Numerical simulation of coupled ocean-sea ice system
Yoshimasa Matsumura , Assistant Professor
Institute of Low Temperature Science / Graduate School of Environmental Science
High school : University Entrance Qualification Examination
Academic background : Department of Earth and Planetary Science, Graduate School of Science, The University of Tokyo
- Research areas
- Physical Oceanography
- Research keywords
- climate system, coupled ocean-sea ice system, numerical simulation, high-performance computing
What is your goal?
The oceans play an extremely important role in the global climate system. Areas with warm currents are warmer than others even at the same latitude, and phenomena such as El Niño, a local fluctuation of the sea surface temperature that impacts the weather and climate around the world, are well known. Sea ice also plays particularly important roles in the global climate.
Example of the results of a numerical simulation of the formation of Antarctic bottom water along the Antarctic coast
For example, along the coast of Antarctica, where a large amount of sea ice is formed every winter, the brine rejection caused by freezing forms cold and saline dense water masses that descend down the continental slope to the deepest layer of the world ocean. The oceanic thermohaline circulation that circulates the entire globe in a time scale of a few thousand years is maintained by such dense water formations caused by the freezing of sea ice. It has also been recognized that trace elements in seawater are absorbed inside sea ice when it freezes, then and suddenly released at the time and location of melting; such processes might play an essential role in the biogeochemistry and the ecosystem in the ocean. My research focuses on modeling this coupled ocean-sea ice system and performing numerical simulations using computers in order to investigate how this complex system impacts the global climate and material circulation.
What prompted you to start your present research?
I have long been interested in performing simulations of complex physical phenomena, which people could not perform in the past, by using the latest supercomputers. Numerical simulation is a very effective method to understand phenomena that are difficult to study through experimentation and direct observation. However, computers do not automatically simulate the phenomena taking place in the real world, of course. We have to build a model of the phenomenon of interest based on the fundamental laws of physics and chemistry, and express that model in the form of a program code that computers can process. At university I first studied the fundamentals of physics and information science. At the time I chose my major, an ambitious project was drawing interest: simulating the earth’s climate system by using a huge supercomputer, with incredible processing capacity, called the Earth Simulator. I was really attracted by the idea of being able to run my own program on the world's most advanced computer, so I started the study of climate dynamics in the Department of Earth and Planetary Sciences. Numerical modeling of the earth’s climate is a relatively new field, but in the sense of predicting the behavior of atmosphere by using computers, numerical weather forecasting has a long history, and many researchers have been establishing state-of-the-art atmosphere general circulation models. However, that is not the case for modeling the ocean and sea ice, another important component in the earth’s climate system, and there seem to be a lot of research themes that should be addressed. Because I was motivated to develop my own numerical model and run the simulation by myself from scratch, I soon became an oceanographer regardless of the fact that I had not been interested in the ocean in particular.
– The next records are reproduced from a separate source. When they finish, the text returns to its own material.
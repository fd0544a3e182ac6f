use crate::topology::{Discovery, TopologyViews};
use anyhow::{Context, Result};
use axum::{
    Extension, Router,
    body::Body,
    http::{HeaderName, HeaderValue, Request},
    routing::get,
};
use std::sync::Arc;
use tokio::net::TcpListener;
use tower::ServiceBuilder;
use tower_http::{
    request_id::PropagateRequestIdLayer, set_header::SetRequestHeaderLayer, trace::TraceLayer,
};
use tracing::{Span, debug_span, info};
use ulid::Ulid;

mod handlers;
pub mod shutdown;

pub mod built_info {
    include!(concat!(env!("OUT_DIR"), "/built.rs"));
}

pub const GIT_COMMIT_HASH: Option<&str> = built_info::GIT_COMMIT_HASH;

/// Read-only state shared with the handlers: the published views plus the
/// static index → host-name mapping. Handlers never touch probe connections.
#[derive(Clone)]
pub struct TopologyState {
    pub views: TopologyViews,
    pub host_names: Arc<[String]>,
}

/// Serves the topology over HTTP until a shutdown signal arrives.
///
/// # Errors
///
/// Returns an error if the listener cannot bind or the server fails.
pub async fn new(port: u16, listen: Option<String>, discovery: &Discovery) -> Result<()> {
    let state = TopologyState {
        views: discovery.views(),
        host_names: discovery.host_names(),
    };

    let app = Router::new()
        .route("/topology", get(handlers::topology))
        .route("/health", get(handlers::health).options(handlers::health))
        .route("/metrics", get(handlers::metrics))
        .layer(
            ServiceBuilder::new()
                .layer(SetRequestHeaderLayer::if_not_present(
                    HeaderName::from_static("x-request-id"),
                    |_req: &_| HeaderValue::from_str(Ulid::new().to_string().as_str()).ok(),
                ))
                .layer(PropagateRequestIdLayer::new(HeaderName::from_static(
                    "x-request-id",
                )))
                .layer(TraceLayer::new_for_http().make_span_with(make_span))
                .layer(Extension(state)),
        );

    let addr = listen.unwrap_or_else(|| "::0".to_string());
    let listener = TcpListener::bind(format!("{addr}:{port}"))
        .await
        .with_context(|| format!("failed to bind {addr}:{port}"))?;

    info!(%addr, %port, "topology endpoint listening");

    axum::serve(listener, app.into_make_service())
        .with_graceful_shutdown(shutdown::shutdown_signal_handler())
        .await?;

    Ok(())
}

// span carrying the request id so probe logs and request logs correlate
fn make_span(request: &Request<Body>) -> Span {
    let request_id = request
        .headers()
        .get("x-request-id")
        .and_then(|val| val.to_str().ok())
        .unwrap_or("");

    debug_span!(
        "http.request",
        http.method = %request.method(),
        http.url = %request.uri(),
        request_id = %request_id,
    )
}
//! Per-host probe: one dedicated connection, one read-only check per cycle.

use crate::topology::{HostRole, PROBE_APPLICATION_NAME, sync_names};
use anyhow::Result;
use sqlx::postgres::{PgConnectOptions, PgConnection};
use sqlx::{ConnectOptions, Connection};
use std::time::{Duration, Instant};
use tracing::{debug, warn};

/// Replicas answer `true`, primaries `false`. The round trip of this query
/// is the host's RTT sample for the cycle.
const READ_ONLY_CHECK_SQL: &str = "SELECT pg_is_in_recovery()";

const SYNC_STANDBY_NAMES_SQL: &str = "SHOW synchronous_standby_names";

/// Probe state for a single DSN. Owned exclusively by the discovery worker;
/// the connection is never shared with client traffic.
pub(crate) struct HostProbe {
    app_name: String,
    options: PgConnectOptions,
    connection: Option<PgConnection>,
    role: HostRole,
    rtt: Option<Duration>,
    sync_standbys: Vec<String>,
}

/// Escapes a host name the way replicas derive their `application_name`
/// from it: every byte outside `[A-Za-z0-9_]` becomes `_`, so the value
/// matches `pg_stat_replication.application_name`.
fn escape_host_name(host: &str) -> String {
    host.chars()
        .map(|c| if c.is_ascii_alphanumeric() { c } else { '_' })
        .collect()
}

impl HostProbe {
    pub(crate) fn new(options: PgConnectOptions) -> Self {
        let app_name = escape_host_name(options.get_host());
        Self {
            app_name,
            options: options.application_name(PROBE_APPLICATION_NAME),
            connection: None,
            role: HostRole::Unknown,
            rtt: None,
            sync_standbys: Vec::new(),
        }
    }

    pub(crate) fn app_name(&self) -> &str {
        &self.app_name
    }

    pub(crate) const fn role(&self) -> HostRole {
        self.role
    }

    pub(crate) const fn rtt(&self) -> Option<Duration> {
        self.rtt
    }

    pub(crate) fn sync_standbys(&self) -> &[String] {
        &self.sync_standbys
    }

    pub(crate) const fn promote_to_sync(&mut self) {
        self.role = HostRole::SyncSlave;
    }

    /// Probes the host once. `timeout` covers the whole probe: connect (when
    /// no connection is retained from the previous cycle), the read-only
    /// check and, on masters, the standby-names query. Every failure path
    /// resets the state tuple and drops the connection so the next cycle
    /// reconnects from scratch; failures never propagate.
    pub(crate) async fn run_check(&mut self, timeout: Duration) {
        match tokio::time::timeout(timeout, self.check()).await {
            Ok(Ok(())) => {}
            Ok(Err(error)) => {
                warn!(host = %self.app_name, %error, "probe failed");
                self.reset().await;
            }
            Err(_) => {
                warn!(host = %self.app_name, ?timeout, "probe timed out");
                self.reset().await;
            }
        }
    }

    async fn check(&mut self) -> Result<()> {
        // The connection is taken out of the slot while in use: if any query
        // fails, it is dropped as possibly broken instead of being put back.
        let mut conn = match self.connection.take() {
            Some(conn) => conn,
            None => {
                debug!(host = %self.app_name, "opening probe connection");
                self.options.connect().await?
            }
        };

        let started = Instant::now();
        let in_recovery: bool = sqlx::query_scalar(READ_ONLY_CHECK_SQL)
            .fetch_one(&mut conn)
            .await?;
        let rtt = started.elapsed();

        self.sync_standbys.clear();
        if in_recovery {
            self.role = HostRole::Slave;
        } else {
            self.role = HostRole::Master;
            let raw: String = sqlx::query_scalar(SYNC_STANDBY_NAMES_SQL)
                .fetch_one(&mut conn)
                .await?;
            self.sync_standbys = sync_names::parse(&raw);
        }
        self.rtt = Some(rtt);
        self.connection = Some(conn);

        debug!(
            host = %self.app_name,
            role = self.role.as_str(),
            rtt_us = rtt.as_micros() as u64,
            "probe ok"
        );

        Ok(())
    }

    /// Back to the unknown tuple: no role, no RTT, no standby names, no
    /// connection.
    async fn reset(&mut self) {
        self.role = HostRole::Unknown;
        self.rtt = None;
        self.sync_standbys.clear();
        self.close().await;
    }

    pub(crate) async fn close(&mut self) {
        if let Some(conn) = self.connection.take() {
            if let Err(error) = conn.close().await {
                debug!(host = %self.app_name, %error, "error closing probe connection");
            }
        }
    }

    #[cfg(test)]
    pub(crate) fn force_observation(
        &mut self,
        role: HostRole,
        rtt: Option<Duration>,
        sync_standbys: Vec<String>,
    ) {
        self.role = role;
        self.rtt = rtt;
        self.sync_standbys = sync_standbys;
    }
}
What equipment are you using, and how are you conducting your research?
Because my research style is centered on numerical simulations, I use computers. I can write program code on an ordinary PC, but actual simulations are performed on higher performance computers. I use a work station in my laboratory for debugging and testing until I can be convinced that the newly developed code is working appropriately as designed, and then I remotely log in to the supercomputer installed in the Information Initiative Center of the university to perform a large-scale simulation. Since a supercomputer is actually a cluster of many computers connected each other by high-speed network, it is important to coordinate a large number of computers so that calculations are efficiently performed in parallel to realize massive simulations. The technique of parallel computation that permits such effective use of supercomputers has become a research field called High Performance Computing (HPC). One remarkable feature of numerical simulation-based research is the ability to recover from a failure relatively easily compared to laboratory experiments or direct observation. In fact, simulations using newly-written programs are rarely successful at the first run. We have to be patient, with a long series of trial and error accompanied by incorporating a variety of physical models and numerical schemes and coordinating experimental setups. It is a moment of bliss when our own program code successfully simulate a new phenomenon at the end of a long period of debugging and trials. Although my research is based on numerical simulations, observational data is also essential in order to verify that our numerical program code correctly simulate the real ocean. Therefore, researchers specializing in simulations like me sometimes need to participate in an observation cruise to obtain data. Ideally, I should have written my program on board ship, but it was not possible because I always get seriously seasick.